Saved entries
//! Storage Change Log.
//!
//! An append-only record of committed value transitions, stamped with the
//! simulated time of the commit. The log can be:
//! * Rendered as a fixed-width text report with [`ChangeLog::dump`].
//! * Appended to a bound file as JSON lines with [`ChangeLog::save`], and read
//!   back with [`ChangeLog::load`].
//!
//! A log created disabled ignores every operation, so storage types can carry
//! one unconditionally.

use serde::{Deserialize, Serialize};
use std::fmt;
use std::fs::{File, OpenOptions};
use std::io::{BufRead, BufReader, BufWriter, Write};
use std::path::{Path, PathBuf};

use crate::common::error::{Result, SimError};
use crate::common::value::RegValue;
use crate::sched::SimTime;

const RULE: &str = "***************************************************";

/// One logged change.
#[derive(Clone, Copy, Debug, PartialEq, Eq, Serialize, Deserialize)]
pub struct ChangeEntry<T> {
    /// Address tag; registers always log 0.
    pub addr: u64,
    pub value: T,
    pub time: SimTime,
}

impl<T: fmt::Display> fmt::Display for ChangeEntry<T> {
    fn fmt(&self, f: &mut fmt::Formatter<'_>) -> fmt::Result {
        write!(f, "{:>10}     {:>10}     {:>10}", self.addr, self.value, self.time)
    }
}

/// Change log of a single storage device.
pub struct ChangeLog<T> {
    enabled: bool,
    entries: Vec<ChangeEntry<T>>,
    /// Entries before this index are already in the bound file.
    saved: usize,
    file: Option<BufWriter<File>>,
    path: Option<PathBuf>,
}

impl<T: RegValue> ChangeLog<T> {
    pub fn new(enabled: bool) -> Self {
        Self {
            enabled,
            entries: Vec::new(),
            saved: 0,
            file: None,
            path: None,
        }
    }

    pub fn is_enabled(&self) -> bool {
        self.enabled
    }

    pub fn set_enabled(&mut self, enabled: bool) {
        self.enabled = enabled;
    }

    /// Appends an entry when logging is enabled.
    pub fn push(&mut self, addr: u64, value: T, time: SimTime) {
        if self.enabled {
            self.entries.push(ChangeEntry { addr, value, time });
        }
    }

    /// Drops all in-memory entries.
    pub fn clear(&mut self) {
        self.entries.clear();
        self.saved = 0;
    }

    pub fn entries(&self) -> &[ChangeEntry<T>] {
        &self.entries
    }

    pub fn len(&self) -> usize {
        self.entries.len()
    }

    pub fn is_empty(&self) -> bool {
        self.entries.is_empty()
    }

    /// Path of the bound persistence file, if any.
    pub fn path(&self) -> Option<&Path> {
        self.path.as_deref()
    }

    /// Opens `path` for appending (creating it if needed) as the
    /// persistence stream. Rebinding closes the previous file. The save
    /// cursor restarts only when the path changes, so rebinding the same
    /// file never writes an entry twice.
    pub fn bind(&mut self, path: impl AsRef<Path>) -> Result<()> {
        let path = path.as_ref();
        let file = OpenOptions::new().create(true).append(true).open(path)?;
        if let Some(mut previous) = self.file.take() {
            previous.flush()?;
        }
        if self.path.as_deref() != Some(path) {
            self.saved = 0;
        }
        self.file = Some(BufWriter::new(file));
        self.path = Some(path.to_path_buf());
        Ok(())
    }

    /// Writes the report for device `name` to `output`. Nothing is written
    /// when the log is empty.
    pub fn dump<W: Write + ?Sized>(&self, name: &str, output: &mut W) -> Result<()> {
        if self.entries.is_empty() {
            return Ok(());
        }
        writeln!(output)?;
        writeln!(output)?;
        writeln!(output, "**************** ArchC Change log *****************")?;
        writeln!(output, "* Device: {}\t\t", name)?;
        writeln!(output, "{}", RULE)?;
        writeln!(output, "*        Address         Value          Time      *")?;
        writeln!(output, "{}", RULE)?;
        for entry in &self.entries {
            writeln!(output, "*  {}     *", entry)?;
        }
        writeln!(output, "{}", RULE)?;
        Ok(())
    }

    /// Appends every entry not yet saved to the bound file, one JSON object
    /// per line. Entries stay in memory. Entries recorded before logging was
    /// turned off are still saved.
    ///
    /// # Errors
    ///
    /// [`SimError::LogNotBound`] when there is something to save but no file
    /// was bound, or the underlying I/O and encoding errors.
    pub fn save(&mut self, name: &str) -> Result<()> {
        if self.saved == self.entries.len() {
            return Ok(());
        }
        let file = self
            .file
            .as_mut()
            .ok_or_else(|| SimError::LogNotBound(name.to_string()))?;
        for entry in &self.entries[self.saved..] {
            serde_json::to_writer(&mut *file, entry)?;
            file.write_all(b"\n")?;
        }
        file.flush()?;
        self.saved = self.entries.len();
        Ok(())
    }

    /// Reads back a persistence file written by [`ChangeLog::save`].
    pub fn load(path: impl AsRef<Path>) -> Result<Vec<ChangeEntry<T>>> {
        let reader = BufReader::new(File::open(path)?);
        let mut entries = Vec::new();
        for line in reader.lines() {
            let line = line?;
            if line.trim().is_empty() {
                continue;
            }
            entries.push(serde_json::from_str(&line)?);
        }
        Ok(entries)
    }
}

impl<T> fmt::Debug for ChangeLog<T> {
    fn fmt(&self, f: &mut fmt::Formatter<'_>) -> fmt::Result {
        f.debug_struct("ChangeLog")
            .field("enabled", &self.enabled)
            .field("entries", &self.entries.len())
            .field("saved", &self.saved)
            .field("path", &self.path)
            .finish()
    }
}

** Work instruction **
Repeat all the data, every line exactly.

** Written reply **
//! Storage Change Log.
//!
//! An append-only record of committed value transitions, stamped with the
//! simulated time of the commit. The log can be:
//! * Rendered as a fixed-width text report with [`ChangeLog::dump`].
//! * Appended to a bound file as JSON lines with [`ChangeLog::save`], and read
//!   back with [`ChangeLog::load`].
//!
//! A log created disabled ignores every operation, so storage types can carry
//! one unconditionally.

use serde::{Deserialize, Serialize};
use std::fmt;
use std::fs::{File, OpenOptions};
use std::io::{BufRead, BufReader, BufWriter, Write};
use std::path::{Path, PathBuf};

use crate::common::error::{Result, SimError};
use crate::common::value::RegValue;
use crate::sched::SimTime;

const RULE: &str = "***************************************************";

/// One logged change.
#[derive(Clone, Copy, Debug, PartialEq, Eq, Serialize, Deserialize)]
pub struct ChangeEntry<T> {
    /// Address tag; registers always log 0.
    pub addr: u64,
    pub value: T,
    pub time: SimTime,
}

impl<T: fmt::Display> fmt::Display for ChangeEntry<T> {
    fn fmt(&self, f: &mut fmt::Formatter<'_>) -> fmt::Result {
        write!(f, "{:>10}     {:>10}     {:>10}", self.addr, self.value, self.time)
    }
}

/// Change log of a single storage device.
pub struct ChangeLog<T> {
    enabled: bool,
    entries: Vec<ChangeEntry<T>>,
    /// Entries before this index are already in the bound file.
    saved: usize,
    file: Option<BufWriter<File>>,
    path: Option<PathBuf>,
}

impl<T: RegValue> ChangeLog<T> {
    pub fn new(enabled: bool) -> Self {
        Self {
            enabled,
            entries: Vec::new(),
            saved: 0,
            file: None,
            path: None,
        }
    }

    pub fn is_enabled(&self) -> bool {
        self.enabled
    }

    pub fn set_enabled(&mut self, enabled: bool) {
        self.enabled = enabled;
    }

    /// Appends an entry when logging is enabled.
    pub fn push(&mut self, addr: u64, value: T, time: SimTime) {
        if self.enabled {
            self.entries.push(ChangeEntry { addr, value, time });
        }
    }

    /// Drops all in-memory entries.
    pub fn clear(&mut self) {
        self.entries.clear();
        self.saved = 0;
    }

    pub fn entries(&self) -> &[ChangeEntry<T>] {
        &self.entries
    }

    pub fn len(&self) -> usize {
        self.entries.len()
    }

    pub fn is_empty(&self) -> bool {
        self.entries.is_empty()
    }

    /// Path of the bound persistence file, if any.
    pub fn path(&self) -> Option<&Path> {
        self.path.as_deref()
    }

    /// Opens `path` for appending (creating it if needed) as the
    /// persistence stream. Rebinding closes the previous file. The save
    /// cursor restarts only when the path changes, so rebinding the same
    /// file never writes an entry twice.
    pub fn bind(&mut self, path: impl AsRef<Path>) -> Result<()> {
        let path = path.as_ref();
        let file = OpenOptions::new().create(true).append(true).open(path)?;
        if let Some(mut previous) = self.file.take() {
            previous.flush()?;
        }
        if self.path.as_deref() != Some(path) {
            self.saved = 0;
        }
        self.file = Some(BufWriter::new(file));
        self.path = Some(path.to_path_buf());
        Ok(())
    }

    /// Writes the report for device `name` to `output`. Nothing is written
    /// when the log is empty.
    pub fn dump<W: Write + ?Sized>(&self, name: &str, output: &mut W) -> Result<()> {
        if self.entries.is_empty() {
            return Ok(());
        }
        writeln!(output)?;
        writeln!(output)?;
        writeln!(output, "**************** ArchC Change log *****************")?;
        writeln!(output, "* Device: {}\t\t", name)?;
        writeln!(output, "{}", RULE)?;
        writeln!(output, "*        Address         Value          Time      *")?;
        writeln!(output, "{}", RULE)?;
        for entry in &self.entries {
            writeln!(output, "*  {}     *", entry)?;
        }
        writeln!(output, "{}", RULE)?;
        Ok(())
    }

    /// Appends every entry not yet saved to the bound file, one JSON object
    /// per line. Entries stay in memory. Entries recorded before logging was
    /// turned off are still saved.
    ///
    /// # Errors
    ///
    /// [`SimError::LogNotBound`] when there is something to save but no file
    /// was bound, or the underlying I/O and encoding errors.
    pub fn save(&mut self, name: &str) -> Result<()> {
        if self.saved == self.entries.len() {
            return Ok(());
        }
        let file = self
            .file
            .as_mut()
            .ok_or_else(|| SimError::LogNotBound(name.to_string()))?;
        for entry in &self.entries[self.saved..] {
            serde_json::to_writer(&mut *file, entry)?;
            file.write_all(b"\n")?;
        }
        file.flush()?;
        self.saved = self.entries.len();
        Ok(())
    }

    /// Reads back a persistence file written by [`ChangeLog::save`].
    pub fn load(path: impl AsRef<Path>) -> Result<Vec<ChangeEntry<T>>> {
        let reader = BufReader::new(File::open(path)?);
        let mut entries = Vec::new();
        for line in reader.lines() {
            let line = line?;
            if line.trim().is_empty() {
                continue;
            }
            entries.push(serde_json::from_str(&line)?);
        }
        Ok(entries)
    }
}

impl<T> fmt::Debug for ChangeLog<T> {
    fn fmt(&self, f: &mut fmt::Formatter<'_>) -> fmt::Result {
        f.debug_struct("ChangeLog")
            .field("enabled", &self.enabled)
            .field("entries", &self.entries.len())
            .field("saved", &self.saved)
            .field("path", &self.path)
            .finish()
    }
}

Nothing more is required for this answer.